What is being asked: All that is wanted is how many lines in the records below include the string "clears".

Excerpts from a dataset

════════

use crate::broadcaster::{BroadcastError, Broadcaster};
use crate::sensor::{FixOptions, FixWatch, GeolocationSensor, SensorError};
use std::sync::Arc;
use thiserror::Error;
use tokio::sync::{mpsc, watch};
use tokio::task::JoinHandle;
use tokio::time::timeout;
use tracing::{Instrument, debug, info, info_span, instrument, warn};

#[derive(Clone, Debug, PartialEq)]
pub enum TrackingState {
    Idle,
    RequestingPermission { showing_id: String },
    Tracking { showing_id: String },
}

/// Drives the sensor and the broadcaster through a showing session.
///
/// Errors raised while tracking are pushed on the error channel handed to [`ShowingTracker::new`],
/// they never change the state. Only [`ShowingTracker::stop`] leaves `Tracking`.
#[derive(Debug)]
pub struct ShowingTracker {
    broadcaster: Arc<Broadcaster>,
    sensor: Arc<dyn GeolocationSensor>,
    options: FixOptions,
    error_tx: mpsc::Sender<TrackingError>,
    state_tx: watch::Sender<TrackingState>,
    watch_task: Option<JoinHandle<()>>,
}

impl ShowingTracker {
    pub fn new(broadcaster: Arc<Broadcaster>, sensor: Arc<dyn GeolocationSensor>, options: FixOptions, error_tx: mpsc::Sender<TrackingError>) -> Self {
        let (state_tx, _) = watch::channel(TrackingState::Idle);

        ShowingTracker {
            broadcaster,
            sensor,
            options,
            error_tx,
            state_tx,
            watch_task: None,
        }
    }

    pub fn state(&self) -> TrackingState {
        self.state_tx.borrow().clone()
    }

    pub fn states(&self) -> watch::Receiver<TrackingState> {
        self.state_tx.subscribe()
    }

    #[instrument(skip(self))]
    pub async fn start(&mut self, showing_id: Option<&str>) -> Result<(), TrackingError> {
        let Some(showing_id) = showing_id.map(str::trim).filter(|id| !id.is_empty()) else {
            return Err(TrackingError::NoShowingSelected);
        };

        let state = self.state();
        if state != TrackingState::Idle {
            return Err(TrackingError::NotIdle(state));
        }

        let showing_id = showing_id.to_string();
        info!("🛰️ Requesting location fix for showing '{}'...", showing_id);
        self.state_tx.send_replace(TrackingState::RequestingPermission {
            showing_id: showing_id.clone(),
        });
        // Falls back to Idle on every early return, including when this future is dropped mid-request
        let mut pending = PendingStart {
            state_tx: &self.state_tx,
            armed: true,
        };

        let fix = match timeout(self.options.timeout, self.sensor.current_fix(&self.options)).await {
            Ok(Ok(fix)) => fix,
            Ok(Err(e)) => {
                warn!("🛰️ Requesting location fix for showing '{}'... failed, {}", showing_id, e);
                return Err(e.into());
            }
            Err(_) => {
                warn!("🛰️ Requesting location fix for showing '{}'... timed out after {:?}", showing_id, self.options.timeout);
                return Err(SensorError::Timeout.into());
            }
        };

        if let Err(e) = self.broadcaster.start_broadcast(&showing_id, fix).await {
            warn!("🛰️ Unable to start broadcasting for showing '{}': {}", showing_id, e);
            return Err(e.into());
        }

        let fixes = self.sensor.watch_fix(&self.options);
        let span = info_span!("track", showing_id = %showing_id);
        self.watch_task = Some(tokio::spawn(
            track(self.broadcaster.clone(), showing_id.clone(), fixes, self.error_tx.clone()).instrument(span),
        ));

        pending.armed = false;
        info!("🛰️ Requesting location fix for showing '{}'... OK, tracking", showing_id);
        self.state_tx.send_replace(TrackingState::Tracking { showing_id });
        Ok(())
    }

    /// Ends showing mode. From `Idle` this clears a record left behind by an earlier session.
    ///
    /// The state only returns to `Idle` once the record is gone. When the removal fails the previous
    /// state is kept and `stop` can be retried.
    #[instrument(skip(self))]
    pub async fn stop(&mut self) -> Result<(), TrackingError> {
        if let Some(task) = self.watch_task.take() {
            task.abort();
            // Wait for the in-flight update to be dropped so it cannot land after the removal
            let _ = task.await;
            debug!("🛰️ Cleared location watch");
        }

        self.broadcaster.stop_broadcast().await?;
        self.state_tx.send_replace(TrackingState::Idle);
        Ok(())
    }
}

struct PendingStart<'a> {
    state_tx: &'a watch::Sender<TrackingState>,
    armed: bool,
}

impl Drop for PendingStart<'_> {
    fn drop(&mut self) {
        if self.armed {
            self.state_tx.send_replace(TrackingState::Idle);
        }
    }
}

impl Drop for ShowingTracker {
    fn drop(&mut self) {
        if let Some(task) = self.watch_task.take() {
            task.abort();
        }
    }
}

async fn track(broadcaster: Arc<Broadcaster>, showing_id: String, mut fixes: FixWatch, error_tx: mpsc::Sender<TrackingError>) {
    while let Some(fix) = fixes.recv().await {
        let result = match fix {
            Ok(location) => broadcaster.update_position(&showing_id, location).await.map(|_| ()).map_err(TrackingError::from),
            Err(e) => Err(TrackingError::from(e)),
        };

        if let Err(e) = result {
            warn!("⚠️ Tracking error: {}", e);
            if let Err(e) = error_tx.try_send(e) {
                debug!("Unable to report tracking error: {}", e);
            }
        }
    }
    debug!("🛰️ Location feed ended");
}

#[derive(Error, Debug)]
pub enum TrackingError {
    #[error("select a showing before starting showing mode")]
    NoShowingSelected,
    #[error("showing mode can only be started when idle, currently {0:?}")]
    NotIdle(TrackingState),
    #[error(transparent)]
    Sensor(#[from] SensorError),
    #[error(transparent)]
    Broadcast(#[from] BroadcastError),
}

════════

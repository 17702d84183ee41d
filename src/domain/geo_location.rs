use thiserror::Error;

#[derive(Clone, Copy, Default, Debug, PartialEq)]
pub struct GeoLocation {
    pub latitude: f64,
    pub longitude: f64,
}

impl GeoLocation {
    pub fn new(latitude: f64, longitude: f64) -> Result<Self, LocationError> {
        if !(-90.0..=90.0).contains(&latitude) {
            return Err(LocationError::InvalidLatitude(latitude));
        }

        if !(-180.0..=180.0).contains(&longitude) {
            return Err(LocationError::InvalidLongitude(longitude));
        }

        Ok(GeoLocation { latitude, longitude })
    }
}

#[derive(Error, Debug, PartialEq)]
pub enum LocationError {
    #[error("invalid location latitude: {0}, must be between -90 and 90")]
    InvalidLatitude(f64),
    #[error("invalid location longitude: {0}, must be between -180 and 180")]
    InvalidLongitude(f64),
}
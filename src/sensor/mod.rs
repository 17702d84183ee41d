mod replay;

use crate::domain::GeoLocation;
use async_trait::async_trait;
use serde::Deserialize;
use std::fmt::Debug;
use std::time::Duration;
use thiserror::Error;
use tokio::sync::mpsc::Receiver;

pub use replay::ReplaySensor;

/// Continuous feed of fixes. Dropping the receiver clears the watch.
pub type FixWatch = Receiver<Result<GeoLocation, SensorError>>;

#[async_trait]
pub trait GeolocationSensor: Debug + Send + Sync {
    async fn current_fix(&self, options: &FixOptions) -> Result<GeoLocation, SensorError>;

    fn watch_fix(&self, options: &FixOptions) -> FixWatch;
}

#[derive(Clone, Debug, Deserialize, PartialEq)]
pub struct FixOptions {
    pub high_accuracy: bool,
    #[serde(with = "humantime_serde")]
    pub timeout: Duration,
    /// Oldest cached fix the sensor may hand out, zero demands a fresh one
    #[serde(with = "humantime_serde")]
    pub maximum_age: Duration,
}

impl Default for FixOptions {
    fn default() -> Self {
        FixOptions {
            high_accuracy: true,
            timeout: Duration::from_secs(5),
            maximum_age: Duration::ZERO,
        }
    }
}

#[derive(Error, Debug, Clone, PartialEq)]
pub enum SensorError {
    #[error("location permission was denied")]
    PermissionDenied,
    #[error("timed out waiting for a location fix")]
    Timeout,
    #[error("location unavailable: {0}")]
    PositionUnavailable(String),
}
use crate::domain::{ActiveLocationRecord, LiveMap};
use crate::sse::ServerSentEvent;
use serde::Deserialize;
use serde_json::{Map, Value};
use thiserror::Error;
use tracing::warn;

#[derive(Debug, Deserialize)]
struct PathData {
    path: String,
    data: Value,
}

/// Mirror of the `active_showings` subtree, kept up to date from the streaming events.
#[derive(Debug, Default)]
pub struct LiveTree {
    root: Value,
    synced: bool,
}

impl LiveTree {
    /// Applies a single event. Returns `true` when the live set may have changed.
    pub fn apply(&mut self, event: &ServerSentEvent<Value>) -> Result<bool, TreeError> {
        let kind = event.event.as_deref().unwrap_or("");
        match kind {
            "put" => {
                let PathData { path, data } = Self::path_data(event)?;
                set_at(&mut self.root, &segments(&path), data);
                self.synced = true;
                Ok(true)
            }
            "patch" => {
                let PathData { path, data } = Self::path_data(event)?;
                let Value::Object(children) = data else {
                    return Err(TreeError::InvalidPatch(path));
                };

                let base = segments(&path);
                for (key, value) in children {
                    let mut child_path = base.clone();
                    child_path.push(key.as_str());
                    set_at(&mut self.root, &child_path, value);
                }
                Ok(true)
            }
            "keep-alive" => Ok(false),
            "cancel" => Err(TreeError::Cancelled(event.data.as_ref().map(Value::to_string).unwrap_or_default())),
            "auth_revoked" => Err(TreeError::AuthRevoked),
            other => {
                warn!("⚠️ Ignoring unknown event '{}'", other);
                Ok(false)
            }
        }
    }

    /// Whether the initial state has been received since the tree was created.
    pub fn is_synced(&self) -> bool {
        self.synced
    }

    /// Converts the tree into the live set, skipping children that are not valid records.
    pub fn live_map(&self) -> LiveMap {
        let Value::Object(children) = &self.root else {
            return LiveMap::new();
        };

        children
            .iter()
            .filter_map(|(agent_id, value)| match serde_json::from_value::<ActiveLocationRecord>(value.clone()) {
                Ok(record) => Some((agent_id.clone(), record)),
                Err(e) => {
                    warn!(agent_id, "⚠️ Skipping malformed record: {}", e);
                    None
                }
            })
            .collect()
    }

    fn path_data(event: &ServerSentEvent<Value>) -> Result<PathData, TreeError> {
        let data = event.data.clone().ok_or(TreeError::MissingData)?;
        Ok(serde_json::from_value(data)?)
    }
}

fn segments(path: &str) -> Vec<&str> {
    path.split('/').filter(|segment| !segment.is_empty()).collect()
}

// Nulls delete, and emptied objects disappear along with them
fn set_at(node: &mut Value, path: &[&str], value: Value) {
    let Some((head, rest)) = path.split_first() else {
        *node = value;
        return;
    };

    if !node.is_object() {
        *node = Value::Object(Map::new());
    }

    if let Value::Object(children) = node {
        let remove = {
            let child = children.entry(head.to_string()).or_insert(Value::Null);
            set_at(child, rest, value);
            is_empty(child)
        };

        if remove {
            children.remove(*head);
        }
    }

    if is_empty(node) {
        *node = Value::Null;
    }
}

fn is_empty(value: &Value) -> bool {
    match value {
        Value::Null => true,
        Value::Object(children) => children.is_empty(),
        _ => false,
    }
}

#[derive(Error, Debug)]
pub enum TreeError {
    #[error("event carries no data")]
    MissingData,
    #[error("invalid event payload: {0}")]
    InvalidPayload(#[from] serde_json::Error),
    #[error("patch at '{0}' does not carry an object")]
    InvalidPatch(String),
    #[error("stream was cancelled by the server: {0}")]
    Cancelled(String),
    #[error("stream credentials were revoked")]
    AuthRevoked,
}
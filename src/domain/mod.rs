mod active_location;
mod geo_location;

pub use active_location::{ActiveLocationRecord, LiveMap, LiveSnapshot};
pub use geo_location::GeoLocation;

════════

Written answer: 2